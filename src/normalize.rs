use std::collections::HashMap;
use std::path::Path;

use indexmap::IndexMap;
use tracing::{info, warn};

use crate::cluster::Dendrogram;
use crate::config::{ClusterConfig, ClusterScope, OutputConfig};
use crate::constants::cluster::LOGGED_CLUSTER_PREVIEW;
use crate::data::{Phrase, PhraseCluster, is_known};
use crate::errors::PipelineError;
use crate::metrics::{ClusterSummary, cluster_summary};
use crate::nlp::LanguageModel;
use crate::table::Table;
use crate::transport::{read_table, write_table};
use crate::utils::clean_phrase;

/// Immutable phrase → representative lookup.
///
/// Every phrase seen while building maps to its representative (possibly
/// itself), and every representative maps to itself, so applying the map
/// twice is the same as applying it once.
#[derive(Clone, Debug, Default, PartialEq, Eq)]
pub struct NormalizationMap {
    map: HashMap<Phrase, Phrase>,
}

impl NormalizationMap {
    /// Canonical form of `value`: its representative when known, else the cleaned value.
    pub fn apply(&self, value: &str) -> String {
        if let Some(representative) = self.map.get(value) {
            return representative.clone();
        }
        let cleaned = clean_phrase(value);
        match self.map.get(&cleaned) {
            Some(representative) => representative.clone(),
            None => cleaned,
        }
    }

    /// Representative of an already-cleaned phrase.
    pub fn representative(&self, phrase: &str) -> Option<&str> {
        self.map.get(phrase).map(String::as_str)
    }

    /// Number of mapped phrases.
    pub fn len(&self) -> usize {
        self.map.len()
    }

    /// `true` when empty.
    pub fn is_empty(&self) -> bool {
        self.map.is_empty()
    }
}

/// Phrases with their occurrence counts, in first-encountered order.
pub type PhraseCounts = IndexMap<Phrase, usize>;

/// Count cleaned, known values of `columns`, column by column, top to bottom.
pub fn collect_phrases(table: &Table, columns: &[usize]) -> PhraseCounts {
    let mut counts = PhraseCounts::new();
    for &column in columns {
        for value in table.column(column) {
            let cleaned = clean_phrase(value);
            if is_known(&cleaned) {
                *counts.entry(cleaned).or_default() += 1;
            }
        }
    }
    counts
}

/// Result of clustering one phrase space.
#[derive(Clone, Debug, Default)]
pub struct PhraseClustering {
    /// Phrase to representative, for every collected phrase.
    pub map: NormalizationMap,
    /// Clusters of embeddable phrases, in label order.
    pub clusters: Vec<PhraseCluster>,
    /// Phrases with no embeddable token; each maps to itself.
    pub unembeddable: Vec<Phrase>,
}

/// Embed, cluster and pick a representative for every phrase in `counts`.
///
/// The representative is the member with the highest count; ties go to the
/// member encountered first.
pub fn cluster_phrases(
    model: &LanguageModel,
    counts: &PhraseCounts,
    distance_threshold: f64,
) -> PhraseClustering {
    let mut embedded: Vec<(&Phrase, Vec<f32>)> = Vec::new();
    let mut unembeddable = Vec::new();
    for phrase in counts.keys() {
        match model.embed(phrase) {
            Some(vector) => embedded.push((phrase, vector)),
            None => unembeddable.push(phrase.clone()),
        }
    }

    let vectors: Vec<&[f32]> = embedded.iter().map(|(_, vector)| vector.as_slice()).collect();
    let labels = Dendrogram::average_linkage(&vectors).cut(distance_threshold);

    let mut grouped: Vec<Vec<&Phrase>> = Vec::new();
    for ((phrase, _), label) in embedded.iter().zip(&labels) {
        if *label == grouped.len() {
            grouped.push(Vec::new());
        }
        grouped[*label].push(*phrase);
    }

    let mut map = HashMap::with_capacity(counts.len());
    let mut clusters = Vec::with_capacity(grouped.len());
    for members in grouped {
        let mut representative = members[0];
        for member in &members[1..] {
            if counts[*member] > counts[representative] {
                representative = *member;
            }
        }
        for member in &members {
            map.insert((*member).clone(), representative.clone());
        }
        clusters.push(PhraseCluster {
            members: members.into_iter().cloned().collect(),
            representative: representative.clone(),
        });
    }
    for phrase in &unembeddable {
        map.insert(phrase.clone(), phrase.clone());
    }

    PhraseClustering {
        map: NormalizationMap { map },
        clusters,
        unembeddable,
    }
}

/// Outcome of a normalizer table pass.
#[derive(Clone, Debug, Default)]
pub struct NormalizeReport {
    /// Distinct phrases across all groups.
    pub phrases: usize,
    /// Phrases with at least one embeddable token.
    pub embeddable: usize,
    /// `None` when nothing could be clustered.
    pub summary: Option<ClusterSummary>,
    /// Target cells whose value changed.
    pub cells_rewritten: usize,
}

/// Columns whose names end with one of `suffixes`.
pub fn target_columns(table: &Table, suffixes: &[String]) -> Vec<usize> {
    table
        .headers()
        .iter()
        .enumerate()
        .filter(|(_, name)| suffixes.iter().any(|suffix| name.ends_with(suffix.as_str())))
        .map(|(idx, _)| idx)
        .collect()
}

fn column_groups(table: &Table, config: &ClusterConfig, targets: &[usize]) -> Vec<Vec<usize>> {
    match config.scope {
        ClusterScope::Pooled => vec![targets.to_vec()],
        ClusterScope::PerField => {
            let mut groups: IndexMap<&str, Vec<usize>> = IndexMap::new();
            for &column in targets {
                let name = &table.headers()[column];
                if let Some(suffix) = config
                    .target_suffixes
                    .iter()
                    .find(|suffix| name.ends_with(suffix.as_str()))
                {
                    groups.entry(suffix.as_str()).or_default().push(column);
                }
            }
            groups.into_values().collect()
        }
    }
}

/// Cluster the target columns of `table` and rewrite them through the resulting maps.
pub fn normalize_table(
    model: &LanguageModel,
    table: &Table,
    config: &ClusterConfig,
) -> Result<(Table, NormalizeReport), PipelineError> {
    config.validate()?;
    let targets = target_columns(table, &config.target_suffixes);
    if targets.is_empty() {
        return Err(PipelineError::SchemaMismatch {
            column: format!("*{}", config.target_suffixes.join(" | *")),
            context: "normalizer input".to_string(),
        });
    }

    let mut output = table.clone();
    let mut report = NormalizeReport::default();
    let mut all_clusters = Vec::new();
    for group in column_groups(table, config, &targets) {
        let counts = collect_phrases(table, &group);
        let clustering = cluster_phrases(model, &counts, config.distance_threshold);
        report.phrases += counts.len();
        report.embeddable += counts.len() - clustering.unembeddable.len();
        for &column in &group {
            output.map_column(column, |value| {
                let normalized = clustering.map.apply(value);
                if normalized != value {
                    report.cells_rewritten += 1;
                }
                normalized
            });
        }
        all_clusters.extend(clustering.clusters);
    }
    report.summary = cluster_summary(&all_clusters);

    for cluster in all_clusters
        .iter()
        .filter(|cluster| cluster.len() > 1)
        .take(LOGGED_CLUSTER_PREVIEW)
    {
        info!(
            "[uicrit:normalize] {:?} <- {:?}",
            cluster.representative, cluster.members
        );
    }
    Ok((output, report))
}

/// Read `input`, normalize its phrase columns and write the result to `output`.
pub fn run_normalizer(
    input: &Path,
    output: &Path,
    model: &LanguageModel,
    config: &ClusterConfig,
    output_config: &OutputConfig,
) -> Result<NormalizeReport, PipelineError> {
    let table = read_table(input)?;
    let (normalized, report) = normalize_table(model, &table, config)?;
    if report.embeddable == 0 {
        warn!("[uicrit:normalize] no phrase had an embeddable token; values are only cleaned");
    }
    write_table(output, &normalized, output_config.write_bom)?;
    let (clusters, largest) = report
        .summary
        .as_ref()
        .map_or((0, 0), |summary| (summary.clusters, summary.largest));
    info!(
        "[uicrit:normalize] {} phrases ({} embeddable) -> {} clusters (largest {}), {} cells rewritten -> {}",
        report.phrases,
        report.embeddable,
        clusters,
        largest,
        report.cells_rewritten,
        output.display()
    );
    Ok(report)
}
/// Filesystem CSV transport with atomic writes.
pub mod fs;

pub use fs::{read_table, write_lines, write_table};
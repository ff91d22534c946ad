use std::collections::BTreeMap;
use std::path::Path;
use std::sync::LazyLock;

use regex::Regex;
use tracing::info;

use crate::config::OutputConfig;
use crate::constants::columns::{self, SLOT_TRIPLE_PATTERN};
use crate::data::{CritiqueTriple, RecordId};
use crate::errors::PipelineError;
use crate::table::Table;
use crate::transport::{read_table, write_table};

static SLOT_TRIPLE: LazyLock<Regex> =
    LazyLock::new(|| Regex::new(SLOT_TRIPLE_PATTERN).expect("slot triple pattern compiles"));

/// Row counts before and after dropping incomplete triples.
#[derive(Clone, Copy, Debug, Default, PartialEq, Eq)]
pub struct FlattenReport {
    /// Long rows before incomplete triples were dropped.
    pub before: usize,
    /// Long rows written.
    pub after: usize,
}

#[derive(Default)]
struct SlotColumns {
    problem: Option<usize>,
    verb: Option<usize>,
    obj: Option<usize>,
}

/// Long table `id, comment_problem, comment_verb, comment_obj`, ordered by
/// id then comment number; triples with any unknown or empty field are dropped.
pub fn to_long(table: &Table) -> Result<(Table, FlattenReport), PipelineError> {
    let id_col = table.require_column(columns::ID, "flattener input")?;
    let mut slots: BTreeMap<usize, SlotColumns> = BTreeMap::new();
    for (idx, name) in table.headers().iter().enumerate() {
        let Some(captures) = SLOT_TRIPLE.captures(name) else {
            continue;
        };
        let Ok(slot) = captures[1].parse::<usize>() else {
            continue;
        };
        let entry = slots.entry(slot).or_default();
        match &captures[2] {
            "problem" => entry.problem = Some(idx),
            "verb" => entry.verb = Some(idx),
            _ => entry.obj = Some(idx),
        }
    }
    for (slot, found) in &slots {
        let missing = [
            (found.problem, columns::slot_problem(*slot)),
            (found.verb, columns::slot_solution_verb(*slot)),
            (found.obj, columns::slot_solution_obj(*slot)),
        ];
        if let Some((_, name)) = missing.into_iter().find(|(column, _)| column.is_none()) {
            return Err(PipelineError::SchemaMismatch {
                column: name,
                context: "flattener input".to_string(),
            });
        }
    }

    let mut rows: Vec<(RecordId, usize, CritiqueTriple)> = Vec::new();
    for row in 0..table.len() {
        let raw_id = table.cell(row, id_col).trim();
        let id: RecordId = raw_id.parse().map_err(|_| PipelineError::InvalidValue {
            column: columns::ID.to_string(),
            row,
            value: raw_id.to_string(),
        })?;
        for (slot, found) in &slots {
            let cell = |column: Option<usize>| {
                column
                    .map(|column| table.cell(row, column).to_string())
                    .unwrap_or_default()
            };
            rows.push((
                id,
                *slot,
                CritiqueTriple {
                    problem: cell(found.problem),
                    solution_verb: cell(found.verb),
                    solution_obj: cell(found.obj),
                },
            ));
        }
    }
    rows.sort_by_key(|(id, slot, _)| (*id, *slot));

    let mut long = Table::new([
        columns::ID,
        columns::LONG_PROBLEM,
        columns::LONG_VERB,
        columns::LONG_OBJ,
    ]);
    let before = rows.len();
    for (id, _, triple) in rows.into_iter().filter(|(_, _, triple)| triple.is_valid()) {
        long.push_row(vec![
            id.to_string(),
            triple.problem,
            triple.solution_verb,
            triple.solution_obj,
        ]);
    }
    let report = FlattenReport {
        before,
        after: long.len(),
    };
    Ok((long, report))
}

/// Read a wide triple table from `input` and write its long form to `output`.
pub fn run_flatten(
    input: &Path,
    output: &Path,
    output_config: &OutputConfig,
) -> Result<FlattenReport, PipelineError> {
    let table = read_table(input)?;
    let (long, report) = to_long(&table)?;
    write_table(output, &long, output_config.write_bom)?;
    info!(
        "[uicrit:flatten] {} comment rows, {} after dropping incomplete triples -> {}",
        report.before,
        report.after,
        output.display()
    );
    Ok(report)
}
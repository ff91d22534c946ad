use std::collections::HashMap;
use std::fs::File;
use std::io::{BufRead, BufReader};
use std::path::Path;

use tracing::info;

use crate::errors::PipelineError;
use crate::types::Vector;

/// Static word embeddings keyed by surface form.
#[derive(Clone, Debug, Default)]
pub struct WordVectors {
    dim: usize,
    table: HashMap<String, Vector>,
}

impl WordVectors {
    /// Empty table of width `dim`.
    pub fn new(dim: usize) -> Self {
        Self {
            dim,
            table: HashMap::new(),
        }
    }

    /// Load the whitespace-separated text format shared by GloVe, word2vec and fastText.
    ///
    /// A leading `<count> <dim>` header line is accepted and skipped.
    pub fn from_file(path: &Path) -> Result<Self, PipelineError> {
        if !path.exists() {
            return Err(PipelineError::MissingInputFile {
                path: path.to_path_buf(),
            });
        }
        let reader = BufReader::new(File::open(path)?);
        let vectors = Self::from_reader(reader, &path.display().to_string())?;
        info!(
            "[uicrit:nlp] loaded {} word vectors (dim {}) from {}",
            vectors.len(),
            vectors.dim(),
            path.display()
        );
        Ok(vectors)
    }

    /// Read vectors from any buffered source; `origin` names it in errors.
    pub fn from_reader<R: BufRead>(reader: R, origin: &str) -> Result<Self, PipelineError> {
        let mut vectors = Self::new(0);
        for (line_idx, line) in reader.lines().enumerate() {
            let line = line?;
            let line_no = line_idx + 1;
            let mut parts = line.split_whitespace();
            let Some(word) = parts.next() else {
                continue;
            };
            let values: Vec<&str> = parts.collect();
            if line_idx == 0 && values.len() == 1 && word.parse::<usize>().is_ok() {
                continue;
            }
            let vector = values
                .iter()
                .map(|value| value.parse::<f32>())
                .collect::<Result<Vector, _>>()
                .map_err(|err| PipelineError::MalformedVectors {
                    origin: origin.to_string(),
                    line: line_no,
                    reason: err.to_string(),
                })?;
            vectors.insert(word, vector).map_err(|reason| {
                PipelineError::MalformedVectors {
                    origin: origin.to_string(),
                    line: line_no,
                    reason,
                }
            })?;
        }
        Ok(vectors)
    }

    /// Add or replace the vector for `word`.
    pub fn insert(&mut self, word: &str, vector: Vector) -> Result<(), String> {
        if vector.is_empty() {
            return Err(format!("word '{word}' has no components"));
        }
        if self.dim == 0 {
            self.dim = vector.len();
        }
        if vector.len() != self.dim {
            return Err(format!(
                "word '{word}' has {} components, expected {}",
                vector.len(),
                self.dim
            ));
        }
        self.table.insert(word.to_string(), vector);
        Ok(())
    }

    /// Vector for `word`, falling back to its lowercase form.
    pub fn get(&self, word: &str) -> Option<&[f32]> {
        self.table
            .get(word)
            .or_else(|| self.table.get(&word.to_lowercase()))
            .map(Vec::as_slice)
    }

    pub fn dim(&self) -> usize {
        self.dim
    }

    /// Number of words with a vector.
    pub fn len(&self) -> usize {
        self.table.len()
    }

    /// `true` when empty.
    pub fn is_empty(&self) -> bool {
        self.table.is_empty()
    }
}
use std::collections::HashSet;

/// English stop words used when embedding phrases.
const ENGLISH_STOP_WORDS: &[&str] = &[
    "a", "about", "above", "across", "after", "afterwards", "again", "against", "all", "almost",
    "alone", "along", "already", "also", "although", "always", "am", "among", "amongst", "amount",
    "an", "and", "another", "any", "anyhow", "anyone", "anything", "anyway", "anywhere", "are",
    "around", "as", "at", "back", "be", "became", "because", "become", "becomes", "becoming",
    "been", "before", "beforehand", "behind", "being", "below", "beside", "besides", "between",
    "beyond", "both", "bottom", "but", "by", "ca", "call", "can", "cannot", "could", "did", "do",
    "does", "doing", "done", "down", "due", "during", "each", "eight", "either", "eleven", "else",
    "elsewhere", "empty", "enough", "even", "ever", "every", "everyone", "everything",
    "everywhere", "except", "few", "fifteen", "fifty", "first", "five", "for", "former",
    "formerly", "forty", "four", "from", "front", "full", "further", "get", "give", "go", "had",
    "has", "have", "he", "hence", "her", "here", "hereafter", "hereby", "herein", "hereupon",
    "hers", "herself", "him", "himself", "his", "how", "however", "hundred", "i", "if", "in",
    "indeed", "into", "is", "it", "its", "itself", "just", "keep", "last", "latter", "latterly",
    "least", "less", "made", "make", "many", "may", "me", "meanwhile", "might", "mine", "more",
    "moreover", "most", "mostly", "move", "much", "must", "my", "myself", "name", "namely",
    "neither", "never", "nevertheless", "next", "nine", "no", "nobody", "none", "noone", "nor",
    "not", "nothing", "now", "nowhere", "of", "off", "often", "on", "once", "one", "only", "onto",
    "or", "other", "others", "otherwise", "our", "ours", "ourselves", "out", "over", "own", "part",
    "per", "perhaps", "please", "put", "quite", "rather", "re", "really", "regarding", "same",
    "say", "see", "seem", "seemed", "seeming", "seems", "serious", "several", "she", "should",
    "show", "side", "since", "six", "sixty", "so", "some", "somehow", "someone", "something",
    "sometime", "sometimes", "somewhere", "still", "such", "take", "ten", "than", "that", "the",
    "their", "them", "themselves", "then", "thence", "there", "thereafter", "thereby",
    "therefore", "therein", "thereupon", "these", "they", "third", "this", "those", "though",
    "three", "through", "throughout", "thru", "thus", "to", "together", "too", "top", "toward",
    "towards", "twelve", "twenty", "two", "under", "unless", "until", "up", "upon", "us", "used",
    "using", "various", "very", "via", "was", "we", "well", "were", "what", "whatever", "when",
    "whence", "whenever", "where", "whereafter", "whereas", "whereby", "wherein", "whereupon",
    "wherever", "whether", "which", "while", "whither", "who", "whoever", "whole", "whom",
    "whose", "why", "will", "with", "within", "without", "would", "yet", "you", "your", "yours",
    "yourself", "yourselves", "'d", "'ll", "'m", "'re", "'s", "'ve", "n't",
];

/// Case-insensitive stop-word set.
#[derive(Clone, Debug)]
pub struct StopWords {
    words: HashSet<String>,
}

impl StopWords {
    /// Built-in English list.
    pub fn english() -> Self {
        Self {
            words: ENGLISH_STOP_WORDS.iter().map(|w| w.to_string()).collect(),
        }
    }

    /// Empty set.
    pub fn none() -> Self {
        Self {
            words: HashSet::new(),
        }
    }

    /// Add extra words (lowercased).
    pub fn with_extra<I, S>(mut self, extra: I) -> Self
    where
        I: IntoIterator<Item = S>,
        S: AsRef<str>,
    {
        self.words
            .extend(extra.into_iter().map(|w| w.as_ref().to_lowercase()));
        self
    }

    /// Case-insensitive membership.
    pub fn contains(&self, word: &str) -> bool {
        self.words.contains(&word.to_lowercase())
    }
}

impl Default for StopWords {
    fn default() -> Self {
        Self::english()
    }
}
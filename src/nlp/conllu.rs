//! Pre-computed dependency parses read from CoNLL-U files.
//!
//! Each sentence block carries ten tab-separated columns
//! (`ID FORM LEMMA UPOS XPOS FEATS HEAD DEPREL DEPS MISC`) and an optional
//! `# text = …` comment. Sentences following a `# newdoc` marker are grouped
//! into one document until the next marker; files without markers treat every
//! sentence as its own document. Documents are keyed by their
//! whitespace-normalized text.

use std::collections::HashMap;
use std::path::Path;

use tracing::{debug, info};

use crate::errors::PipelineError;
use crate::nlp::DependencyParser;
use crate::nlp::doc::{DepLabel, Doc, PosTag, Token};
use crate::types::AnnotatedText;
use crate::utils::normalize_inline_whitespace;

/// Lookup table from text to its pre-computed parse.
#[derive(Clone, Debug, Default)]
pub struct AnnotationStore {
    docs: HashMap<AnnotatedText, Doc>,
}

impl AnnotationStore {
    /// An empty store; every lookup fails with `NotAnnotated`.
    pub fn new() -> Self {
        Self::default()
    }

    /// Load and merge every CoNLL-U file in `paths`; later files win on duplicate texts.
    pub fn from_files<P: AsRef<Path>>(paths: &[P]) -> Result<Self, PipelineError> {
        let mut store = Self::new();
        for path in paths {
            let path = path.as_ref();
            if !path.exists() {
                return Err(PipelineError::MissingInputFile {
                    path: path.to_path_buf(),
                });
            }
            let raw = std::fs::read_to_string(path)?;
            let before = store.len();
            store.extend_from_str(&raw, &path.display().to_string())?;
            info!(
                "[uicrit:nlp] loaded {} annotated documents from {}",
                store.len() - before,
                path.display()
            );
        }
        Ok(store)
    }

    /// Parse CoNLL-U text; `origin` names the source in error messages.
    pub fn from_conllu_str(raw: &str, origin: &str) -> Result<Self, PipelineError> {
        let mut store = Self::new();
        store.extend_from_str(raw, origin)?;
        Ok(store)
    }

    /// Register a document under `text`.
    pub fn insert(&mut self, text: &str, doc: Doc) {
        self.docs.insert(normalize_inline_whitespace(text), doc);
    }

    /// Number of annotated documents.
    pub fn len(&self) -> usize {
        self.docs.len()
    }

    /// `true` when empty.
    pub fn is_empty(&self) -> bool {
        self.docs.is_empty()
    }

    fn extend_from_str(&mut self, raw: &str, origin: &str) -> Result<(), PipelineError> {
        let mut reader = DocumentBuilder::default();
        for (line_idx, line) in raw.lines().enumerate() {
            let line_no = line_idx + 1;
            let line = line.trim_end_matches('\r');
            if line.trim().is_empty() {
                reader.end_sentence(self, origin)?;
                continue;
            }
            if let Some(comment) = line.strip_prefix('#') {
                let comment = comment.trim();
                if comment.starts_with("newdoc") {
                    reader.end_sentence(self, origin)?;
                    reader.flush_document(self);
                    reader.grouped = true;
                } else if let Some(text) = comment
                    .strip_prefix("text")
                    .map(str::trim_start)
                    .and_then(|rest| rest.strip_prefix('='))
                {
                    reader.sentence_text = Some(text.trim().to_string());
                }
                continue;
            }
            reader.push_line(line, line_no, origin)?;
        }
        reader.end_sentence(self, origin)?;
        reader.flush_document(self);
        Ok(())
    }
}

impl DependencyParser for AnnotationStore {
    fn parse(&self, text: &str) -> Result<Doc, PipelineError> {
        let key = normalize_inline_whitespace(text);
        match self.docs.get(&key) {
            Some(doc) => Ok(doc.clone()),
            None => {
                debug!("[uicrit:nlp] no annotation for {key:?}");
                Err(PipelineError::NotAnnotated { text: key })
            }
        }
    }
}

#[derive(Default)]
struct DocumentBuilder {
    grouped: bool,
    sentence: Vec<Token>,
    sentence_line: usize,
    sentence_text: Option<String>,
    doc_tokens: Vec<Token>,
    doc_texts: Vec<String>,
}

impl DocumentBuilder {
    fn push_line(&mut self, line: &str, line_no: usize, origin: &str) -> Result<(), PipelineError> {
        let malformed = |reason: String| PipelineError::MalformedAnnotation {
            origin: origin.to_string(),
            line: line_no,
            reason,
        };
        let columns: Vec<&str> = line.split('\t').collect();
        if columns.len() != 10 {
            return Err(malformed(format!(
                "expected 10 tab-separated columns, found {}",
                columns.len()
            )));
        }
        // Multiword ranges (`1-2`) and empty nodes (`1.1`) carry no tree position.
        if columns[0].contains('-') || columns[0].contains('.') {
            return Ok(());
        }
        let id: usize = columns[0]
            .parse()
            .map_err(|_| malformed(format!("invalid token id '{}'", columns[0])))?;
        if id != self.sentence.len() + 1 {
            return Err(malformed(format!(
                "token id {id} out of sequence (expected {})",
                self.sentence.len() + 1
            )));
        }
        let pos: PosTag = columns[3].parse().map_err(malformed)?;
        let head: usize = columns[6]
            .parse()
            .map_err(|_| malformed(format!("invalid head '{}'", columns[6])))?;
        if self.sentence.is_empty() {
            self.sentence_line = line_no;
        }
        let lemma = match columns[2] {
            "_" if columns[1] != "_" => columns[1].to_lowercase(),
            lemma => lemma.to_string(),
        };
        self.sentence.push(Token {
            index: 0,
            text: columns[1].to_string(),
            lemma,
            pos,
            dep: DepLabel::parse(columns[7]),
            // Sentence-local 1-based heads; rebased when the sentence closes.
            head: head.checked_sub(1),
        });
        Ok(())
    }

    fn end_sentence(&mut self, store: &mut AnnotationStore, origin: &str) -> Result<(), PipelineError> {
        if self.sentence.is_empty() {
            self.sentence_text = None;
            return Ok(());
        }
        check_heads(&self.sentence).map_err(|reason| PipelineError::MalformedAnnotation {
            origin: origin.to_string(),
            line: self.sentence_line,
            reason,
        })?;
        let offset = self.doc_tokens.len();
        let text = self.sentence_text.take().unwrap_or_else(|| {
            self.sentence
                .iter()
                .map(|token| token.text.as_str())
                .collect::<Vec<_>>()
                .join(" ")
        });
        for mut token in self.sentence.drain(..) {
            token.head = token.head.map(|head| head + offset);
            self.doc_tokens.push(token);
        }
        self.doc_texts.push(text);
        if !self.grouped {
            self.flush_document(store);
        }
        Ok(())
    }

    fn flush_document(&mut self, store: &mut AnnotationStore) {
        if self.doc_tokens.is_empty() {
            self.doc_texts.clear();
            return;
        }
        let text = self.doc_texts.join(" ");
        store.insert(&text, Doc::new(std::mem::take(&mut self.doc_tokens)));
        self.doc_texts.clear();
    }
}

/// Rejects out-of-range heads and a `ROOT` with a governor.
///
/// Following heads from any token has to reach a root within `len` steps.
fn check_heads(sentence: &[Token]) -> Result<(), String> {
    let len = sentence.len();
    for (idx, token) in sentence.iter().enumerate() {
        let id = idx + 1;
        match token.head {
            Some(head) if head >= len => {
                return Err(format!("token {id} has head {} beyond sentence length {len}", head + 1));
            }
            Some(head) if token.dep == DepLabel::Root => {
                return Err(format!("ROOT token {id} has head {} instead of 0", head + 1));
            }
            _ => {}
        }
    }
    for start in 0..len {
        let mut current = start;
        let mut steps = 0;
        while let Some(head) = sentence[current].head {
            steps += 1;
            if steps > len {
                return Err(format!("cyclic heads reachable from token {}", start + 1));
            }
            current = head;
        }
    }
    Ok(())
}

══════════════════════════════

* [Problem to solve]: Return each line of the material above in which the string "tracing" appears.

* [Reply to the task]:
use tracing::{info, warn};
use tracing::info;
use tracing::info;
use tracing::{debug, info};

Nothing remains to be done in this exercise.